Confiaba en Dorothy desde la infancia, así que cuando un joven desconocido empezó a visitarla a diario, intenté no interferir. Pero entonces dejó de contestar las llamadas, le dio una llave y desapareció. El sonido que oí bajo su casa lo cambió todo.
Me llamo Greta y tengo 30 años. Vivo en un barrio tranquilo a las afueras de la ciudad, donde las calles quedan vacías poco después del atardecer y la mayoría de la gente conoce a todos los vecinos que viven a menos de tres casas de distancia.
Era el tipo de lugar donde nunca parecía ocurrir nada dramático.
Al menos, eso era lo que siempre había creído.
Mi vecina de al lado, Dorothy, era una viuda de 83 años que había vivido en la misma casa de color amarillo pálido desde que tengo memoria.
Su esposo había fallecido hacía más de una década y nunca habían tenido hijos. Tras su muerte, Dorothy rara vez iba más allá del supermercado, la farmacia o la pequeña iglesia de la esquina.
Ella era mucho más que una vecina para mí.
Cuando era niño, Dorothy a menudo ayudaba a mi madre a cuidarme. Me vigilaba cuando mi madre trabajaba hasta tarde, me preparaba sándwiches de queso a la plancha cuando me negaba a comer otra cosa y se sentaba a mi lado durante las tormentas eléctricas porque me aterrorizaba el ruido.
“Cuenta los segundos después del relámpago”, solía decirme. “Así, el trueno no te pillará desprevenida”.
Incluso después de convertirme en adulta, Dorothy seguía tratándome como a la niña pequeña que solía correr por su cocina con las rodillas raspadas y el pelo enredado.
«Greta, estás demasiado delgada», me decía cada vez que la visitaba. «Siéntate. Tengo sopa».
“Vine a traerte la compra”, le recordaba yo.
“Y estoy intentando mantenerte con vida”, respondía ella.
A medida que crecía, comencé a devolverle la amabilidad que me había demostrado. Le llevaba la compra, limpiaba las habitaciones que le costaba mantener limpias, sacaba su basura y la visitaba varias veces por semana.
Dorothy odiaba admitir que necesitaba ayuda.
“Todavía puedo llevar mi propia ropa sucia”, insistió una tarde mientras yo le quitaba la cesta de las manos.
“Casi te tropezas con la alfombra la semana pasada.”
“Esa alfombra siempre me ha guardado rencor”.

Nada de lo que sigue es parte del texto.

// src/renderer.rs

use crate::canvas::{Canvas, StrokeStyle};
use crate::geometry::Point;
use crate::spline::BezierSegment;
use anyhow::{Context, Result};
use opencv::{
    core::{self, Mat, Rect, Scalar},
    imgcodecs, imgproc,
    prelude::*,
};

/// Straight pieces each Bézier segment is flattened into for drawing.
const BEZIER_STEPS: usize = 12;

/// Canvas backed by an OpenCV frame Mat (BGR).
///
/// Draw failures are collected rather than propagated — the trail pipeline is
/// total, so errors surface once per frame via `finish`.
pub struct MatCanvas<'a> {
    frame: &'a mut Mat,
    overlay: Option<&'a Mat>,
    error: Option<opencv::Error>,
}

impl<'a> MatCanvas<'a> {
    pub fn new(frame: &'a mut Mat, overlay: Option<&'a Mat>) -> Self {
        Self {
            frame,
            overlay,
            error: None,
        }
    }

    /// Surface the first draw error recorded during this frame, if any.
    pub fn finish(self) -> Result<()> {
        match self.error {
            Some(e) => Err(e).context("Frame draw failed"),
            None => Ok(()),
        }
    }

    fn record(&mut self, result: opencv::Result<()>) {
        if self.error.is_none() {
            if let Err(e) = result {
                self.error = Some(e);
            }
        }
    }

    fn draw_segment(&mut self, p1: Point, p2: Point, style: StrokeStyle) {
        let result = imgproc::line(
            self.frame,
            core::Point::new(p1.x as i32, p1.y as i32),
            core::Point::new(p2.x as i32, p2.y as i32),
            scalar_bgr(style.color),
            style.width as i32,
            imgproc::LINE_AA,
            0,
        );
        self.record(result);
    }
}

impl Canvas for MatCanvas<'_> {
    fn stroke_line(&mut self, p1: Point, p2: Point, style: StrokeStyle) {
        self.draw_segment(p1, p2, style);
    }

    fn stroke_bezier(&mut self, segment: BezierSegment, style: StrokeStyle) {
        // OpenCV has no cubic primitive; approximate with short AA segments.
        let mut prev = segment.eval(0.0);
        for step in 1..=BEZIER_STEPS {
            let t = step as f32 / BEZIER_STEPS as f32;
            let next = segment.eval(t);
            self.draw_segment(prev, next, style);
            prev = next;
        }
    }

    fn draw_centered_overlay(&mut self) {
        let overlay = match self.overlay {
            Some(o) => o,
            None => return,
        };
        let result = blit_centered(self.frame, overlay);
        self.record(result);
    }
}

fn scalar_bgr(color: [u8; 3]) -> Scalar {
    Scalar::new(color[2] as f64, color[1] as f64, color[0] as f64, 0.0)
}

fn blit_centered(frame: &mut Mat, overlay: &Mat) -> opencv::Result<()> {
    let x = (frame.cols() - overlay.cols()) / 2;
    let y = (frame.rows() - overlay.rows()) / 2;

    // Overlay larger than the frame: nothing sensible to draw.
    if x < 0 || y < 0 {
        return Ok(());
    }

    let roi = Rect::new(x, y, overlay.cols(), overlay.rows());
    let mut target = Mat::roi_mut(frame, roi)?;
    overlay.copy_to(&mut *target)?;
    Ok(())
}

pub fn load_overlay_image(path: &str) -> Result<Mat> {
    let image = imgcodecs::imread(path, imgcodecs::IMREAD_COLOR)
        .with_context(|| format!("Failed to read overlay image: {}", path))?;
    if image.empty() {
        anyhow::bail!("Overlay image could not be decoded: {}", path);
    }
    Ok(image)
}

“Entonces déjame protegerte de ello.”
Me dirigió una mirada de exagerado enfado, pero pude ver la gratitud que se escondía tras ella.
Nuestra rutina continuó durante años.
La visitaba después del trabajo, generalmente con una bolsa de la compra o un recipiente con algo que había cocinado. A veces charlábamos durante una hora. Otras veces, Dorothy se quejaba de las rodillas mientras yo limpiaba la encimera de la cocina.
Luego, hace un mes, todo cambió.
Pasé por su casa un martes por la noche con pan, fruta y el té que a ella le gustaba. Dorothy abrió la puerta solo hasta la mitad.
Eso ya me sorprendió. Normalmente me invitaba a entrar antes de que pusiera los dos pies en el porche.
—Te traje la compra —dije, levantando ligeramente la bolsa.
Ella echó un vistazo por encima del hombro antes de volver a mirarme.
“No tenías por qué hacer eso.”
“Siempre lo hago.”
Dorothy dudó.
Tenía las mejillas sonrosadas y su cabello gris parecía recién cepillado.
Entonces sonrió de una manera que nunca antes le había visto.
—Ya no necesitas venir —me dijo—. Ahora tengo a Alex.
La miré fijamente. “¿Quién es Alex?”
Su sonrisa se amplió.
“Es repartidor. Un día me trajo un paquete y nos enamoramos.”
Por un momento, esperé a que se riera.
Dorothy tenía un humor irónico y, de vez en cuando, disfrutaba diciendo cosas escandalosas solo para ver mi reacción. Supuse que este era otro de esos momentos.